- Church: Evangelical Lutheran Church in America
- Diocese: Virginia Synod
- Elected: 1999
- In office: 1999–2017
- Predecessor: The Reverend Richard F. Bansemer
- Successor: The Reverend Robert F. Humphrey

Orders
- Ordination: 1978 by Lutheran Theological Southern Seminary, Lutheran Church in America

= James F. Mauney =

American Lutheran bishop

The Reverend James F. Mauney is a Lutheran pastor who served as Bishop of the Virginia Synod from 1999-2017. James Foltz Mauney was born to The Rev. Marshall F. Mauney and Laura Virginia Foltz Mauney of Norfolk, VA. His father served as pastor at First Lutheran, Norfolk, for 20 years.

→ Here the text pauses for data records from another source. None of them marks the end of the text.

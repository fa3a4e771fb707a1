//! Downstream viewer connections.
//!
//! Broadcast servers and the status reporter share the same shape: a listener
//! whose accepted WebSockets become [`ViewerSession`]s, and a tick loop that
//! renders one message and pushes it to every session in a [`ViewerSet`].
//! Handshakes run on their own tasks and hand finished sessions to the tick
//! loop over a channel, so a slow client never delays a tick.

use futures::future::join_all;
use futures::stream::SplitSink;
use futures::{Sink, SinkExt, StreamExt};
use std::fmt::Display;
use std::net::SocketAddr;
use std::time::Duration;
use tokio::net::{TcpListener, TcpStream};
use tokio::sync::mpsc;
use tokio::task::JoinHandle;
use tokio::time::{MissedTickBehavior, interval};
use tokio_tungstenite::tungstenite::Message;
use tokio_tungstenite::{WebSocketStream, accept_async};
use tokio_util::sync::CancellationToken;
use tracing::{debug, info, trace, warn};

use crate::{RelayError, Result};

/// Upper bound on a viewer's WebSocket handshake
const HANDSHAKE_TIMEOUT: Duration = Duration::from_secs(10);

/// Pause after a failed `accept`, e.g. when out of file descriptors
const ACCEPT_ERROR_PAUSE: Duration = Duration::from_millis(100);

/// Write half of an accepted viewer WebSocket
pub type ViewerSink = SplitSink<WebSocketStream<TcpStream>, Message>;

/// Bind a TCP listener, mapping failure to the fatal [`RelayError::Bind`].
pub async fn bind(addr: SocketAddr) -> Result<TcpListener> {
    let listener = TcpListener::bind(addr).await.map_err(|source| RelayError::Bind { addr, source })?;
    debug!(%addr, "Listener bound");
    Ok(listener)
}

/// One connected viewer.
///
/// Holds only the write half and the peer address. The read half is drained
/// by a background task that flags the session closed when the viewer goes
/// away; the task is aborted when the session is dropped.
pub struct ViewerSession<S = ViewerSink> {
    peer: SocketAddr,
    sink: S,
    closed: CancellationToken,
    reader: Option<JoinHandle<()>>,
}

impl<S> ViewerSession<S> {
    /// Session without a reader; closes only when a send fails.
    pub fn new(peer: SocketAddr, sink: S) -> Self {
        Self { peer, sink, closed: CancellationToken::new(), reader: None }
    }

    pub fn peer(&self) -> SocketAddr {
        self.peer
    }

    /// True once the viewer has sent a close frame or dropped the connection.
    pub fn is_closed(&self) -> bool {
        self.closed.is_cancelled()
    }
}

impl<S> ViewerSession<S>
where
    S: Sink<Message> + Unpin,
    S::Error: Display,
{
    /// Send one message; a send slower than `timeout` is a failure.
    pub async fn send(&mut self, message: Message, timeout: Duration) -> Result<()> {
        match tokio::time::timeout(timeout, self.sink.send(message)).await {
            Err(_) => Err(RelayError::viewer_send(self.peer, format!("send timed out after {timeout:?}"))),
            Ok(Err(e)) => Err(RelayError::viewer_send(self.peer, e)),
            Ok(Ok(())) => Ok(()),
        }
    }

    pub async fn close(&mut self, timeout: Duration) {
        if let Ok(Err(e)) = tokio::time::timeout(timeout, self.sink.close()).await {
            trace!(peer = %self.peer, error = %e, "Close failed");
        }
    }
}

impl<S> Drop for ViewerSession<S> {
    fn drop(&mut self) {
        if let Some(reader) = self.reader.take() {
            reader.abort();
        }
    }
}

/// The sessions subscribed to one server.
pub struct ViewerSet<S = ViewerSink> {
    sessions: Vec<ViewerSession<S>>,
    send_timeout: Duration,
}

impl<S> ViewerSet<S>
where
    S: Sink<Message> + Unpin,
    S::Error: Display,
{
    pub fn new(send_timeout: Duration) -> Self {
        Self { sessions: Vec::new(), send_timeout }
    }

    pub fn add(&mut self, session: ViewerSession<S>) {
        self.sessions.push(session);
    }

    pub fn len(&self) -> usize {
        self.sessions.len()
    }

    pub fn is_empty(&self) -> bool {
        self.sessions.is_empty()
    }

    /// Push `message` to every live session concurrently.
    ///
    /// Sessions whose send fails or times out are removed; the rest are
    /// unaffected. Returns the number of successful sends.
    pub async fn broadcast(&mut self, message: Message) -> usize {
        self.sessions.retain(|session| {
            if session.is_closed() {
                info!(peer = %session.peer, "Viewer disconnected");
            }
            !session.is_closed()
        });

        let timeout = self.send_timeout;
        let outcomes =
            join_all(self.sessions.iter_mut().map(|session| session.send(message.clone(), timeout))).await;

        let mut outcomes = outcomes.into_iter();
        self.sessions.retain(|_| match outcomes.next() {
            Some(Err(error)) => {
                warn!(%error, "Dropping viewer");
                false
            }
            _ => true,
        });
        self.sessions.len()
    }

    /// Close every session and empty the set.
    pub async fn close_all(&mut self) {
        let timeout = self.send_timeout;
        join_all(self.sessions.iter_mut().map(|session| session.close(timeout))).await;
        self.sessions.clear();
    }
}

/// Accept viewers on `listener` until cancelled.
///
/// Every connection is upgraded on its own task; completed sessions arrive on
/// the returned channel. The channel closes when the acceptor stops.
pub fn accept_viewers(
    listener: TcpListener,
    server: String,
    cancel: CancellationToken,
) -> mpsc::UnboundedReceiver<ViewerSession> {
    let (tx, rx) = mpsc::unbounded_channel();

    tokio::spawn(async move {
        loop {
            let accepted = tokio::select! {
                _ = cancel.cancelled() => break,
                accepted = listener.accept() => accepted,
            };

            match accepted {
                Ok((stream, peer)) => {
                    trace!(server = %server, %peer, "TCP connection accepted");
                    tokio::spawn(handshake(stream, peer, server.clone(), tx.clone(), cancel.clone()));
                }
                Err(e) => {
                    warn!(server = %server, error = %e, "Accept failed");
                    if !pause_after_accept_error(&cancel).await {
                        break;
                    }
                }
            }
        }
        debug!(server = %server, "Acceptor stopped");
    });

    rx
}

/// Back off after an accept error. Returns `false` if cancelled meanwhile.
async fn pause_after_accept_error(cancel: &CancellationToken) -> bool {
    tokio::select! {
        _ = cancel.cancelled() => false,
        _ = tokio::time::sleep(ACCEPT_ERROR_PAUSE) => true,
    }
}

async fn handshake(
    stream: TcpStream,
    peer: SocketAddr,
    server: String,
    sessions: mpsc::UnboundedSender<ViewerSession>,
    cancel: CancellationToken,
) {
    let upgraded = tokio::select! {
        _ = cancel.cancelled() => return,
        upgraded = tokio::time::timeout(HANDSHAKE_TIMEOUT, accept_async(stream)) => upgraded,
    };

    let socket = match upgraded {
        Ok(Ok(socket)) => socket,
        Ok(Err(e)) => {
            debug!(server = %server, %peer, error = %e, "Viewer handshake failed");
            return;
        }
        Err(_) => {
            debug!(server = %server, %peer, "Viewer handshake timed out");
            return;
        }
    };

    let (sink, mut inbound) = socket.split();
    let closed = CancellationToken::new();
    let reader = tokio::spawn({
        let closed = closed.clone();
        async move {
            while let Some(Ok(message)) = inbound.next().await {
                if message.is_close() {
                    break;
                }
            }
            closed.cancel();
        }
    });

    info!(server = %server, %peer, "Viewer connected");
    let session = ViewerSession { peer, sink, closed, reader: Some(reader) };
    let _ = sessions.send(session);
}

/// Drive a tick loop: accept sessions, and on every tick push one rendered
/// message to all of them.
///
/// Ticks with no subscribers skip rendering. Render failures skip the tick.
/// On cancellation every session is closed before returning.
pub(crate) async fn serve<F>(
    listener: TcpListener,
    server: String,
    tick: Duration,
    send_timeout: Duration,
    cancel: CancellationToken,
    mut render: F,
) where
    F: FnMut() -> Result<Message>,
{
    let mut incoming = accept_viewers(listener, server.clone(), cancel.clone());
    let mut viewers = ViewerSet::new(send_timeout);
    let mut ticker = interval(tick);
    ticker.set_missed_tick_behavior(MissedTickBehavior::Delay);

    loop {
        tokio::select! {
            biased;
            _ = cancel.cancelled() => break,
            Some(session) = incoming.recv() => {
                viewers.add(session);
                debug!(server = %server, viewers = viewers.len(), "Viewer subscribed");
            }
            _ = ticker.tick() => {
                if viewers.is_empty() {
                    continue;
                }
                match render() {
                    Ok(message) => {
                        viewers.broadcast(message).await;
                    }
                    Err(error) => warn!(server = %server, %error, "Skipping tick"),
                }
            }
        }
    }

    viewers.close_all().await;
    info!(server = %server, "Server stopped");
}

#[cfg(test)]
mod tests {
    use super::*;
    use futures::channel::mpsc as fmpsc;

    fn peer(port: u16) -> SocketAddr {
        SocketAddr::from(([127, 0, 0, 1], port))
    }

    #[tokio::test]
    async fn failing_viewer_is_removed_alone() {
        let (good_tx, mut good_rx) = fmpsc::channel::<Message>(4);
        let (bad_tx, bad_rx) = fmpsc::channel::<Message>(4);
        drop(bad_rx);

        let mut set = ViewerSet::new(Duration::from_secs(1));
        set.add(ViewerSession::new(peer(1), good_tx));
        set.add(ViewerSession::new(peer(2), bad_tx));

        assert_eq!(set.broadcast(Message::text("one")).await, 1);
        assert_eq!(set.len(), 1);
        assert_eq!(good_rx.next().await, Some(Message::text("one")));

        assert_eq!(set.broadcast(Message::text("two")).await, 1);
        assert_eq!(good_rx.next().await, Some(Message::text("two")));
    }

    #[tokio::test(start_paused = true)]
    async fn stalled_viewer_does_not_hold_back_others() {
        let (fast_tx, mut fast_rx) = fmpsc::channel::<Message>(8);
        // Nobody reads: the first send fills the buffer, the second never flushes.
        let (slow_tx, _slow_rx) = fmpsc::channel::<Message>(1);

        let mut set = ViewerSet::new(Duration::from_millis(500));
        set.add(ViewerSession::new(peer(1), slow_tx));
        set.add(ViewerSession::new(peer(2), fast_tx));

        assert_eq!(set.broadcast(Message::text("a")).await, 2);

        let started = tokio::time::Instant::now();
        assert_eq!(set.broadcast(Message::text("b")).await, 1);
        assert_eq!(started.elapsed(), Duration::from_millis(500));

        assert_eq!(fast_rx.next().await, Some(Message::text("a")));
        assert_eq!(fast_rx.next().await, Some(Message::text("b")));
        assert_eq!(set.len(), 1);
        assert_eq!(set.sessions[0].peer(), peer(2));
    }

    #[tokio::test]
    async fn close_all_empties_the_set() {
        let (tx, mut rx) = fmpsc::channel::<Message>(1);
        let mut set = ViewerSet::new(Duration::from_secs(1));
        set.add(ViewerSession::new(peer(1), tx));

        set.close_all().await;
        assert!(set.is_empty());
        assert_eq!(rx.next().await, None);
    }

    #[tokio::test(start_paused = true)]
    async fn accept_errors_back_off_until_cancelled() {
        let cancel = CancellationToken::new();

        let started = tokio::time::Instant::now();
        assert!(pause_after_accept_error(&cancel).await);
        assert_eq!(started.elapsed(), ACCEPT_ERROR_PAUSE);

        cancel.cancel();
        let started = tokio::time::Instant::now();
        assert!(!pause_after_accept_error(&cancel).await);
        assert_eq!(started.elapsed(), Duration::ZERO);
    }

    #[tokio::test]
    async fn bind_conflict_is_a_bind_error() {
        let taken = bind(peer(0)).await.unwrap();
        let addr = taken.local_addr().unwrap();

        let err = bind(addr).await.unwrap_err();
        assert!(matches!(err, RelayError::Bind { addr: a, .. } if a == addr));
        assert!(!err.is_retryable());
    }

    #[tokio::test]
    async fn accepted_viewer_receives_ticks_and_is_closed_on_cancel() {
        let _ = tracing_subscriber::fmt::try_init();
        let listener = bind(peer(0)).await.unwrap();
        let addr = listener.local_addr().unwrap();
        let cancel = CancellationToken::new();

        let mut count = 0u32;
        let server = tokio::spawn(serve(
            listener,
            "test".to_string(),
            Duration::from_millis(10),
            Duration::from_secs(1),
            cancel.clone(),
            move || {
                count += 1;
                Ok(Message::text(count.to_string()))
            },
        ));

        let (mut ws, _) = tokio_tungstenite::connect_async(format!("ws://{addr}")).await.unwrap();
        let first = ws.next().await.unwrap().unwrap();
        assert!(first.is_text());

        cancel.cancel();
        server.await.unwrap();

        loop {
            match ws.next().await {
                Some(Ok(message)) if message.is_close() => break,
                Some(Ok(_)) => continue,
                _ => break,
            }
        }
    }
}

Rev. James F. Mauney was first elected bishop in 1999, succeeding the Rev. Richard F. Bansemer. Mauney had served since 1988 as an assistant to Bansemer. Born in Lynchburg, Va., and raised in Norfolk, Va., Jim Mauney graduated from Lenoir-Rhyne College, Hickory, N.C., and Lutheran Theological Southern Seminary (LTSS), Columbia, S.C. Lenoir-Rhyne is one of 28 Evangelical Lutheran Church in America colleges and universities; LTSS is one of eight ELCA seminaries. He was ordained in 1978 and served as pastor of Christ Lutheran Church, San Diego CA, and Christ Lutheran Church, Richmond VA. Bishop Mauney and his wife Lynda are the parents of an adult daughter. They are members of College Evangelical Lutheran Church, Salem. In 2017, Bishop Mauney retired and was designated Bishop Emeritus of the Virginia Synod ELCA.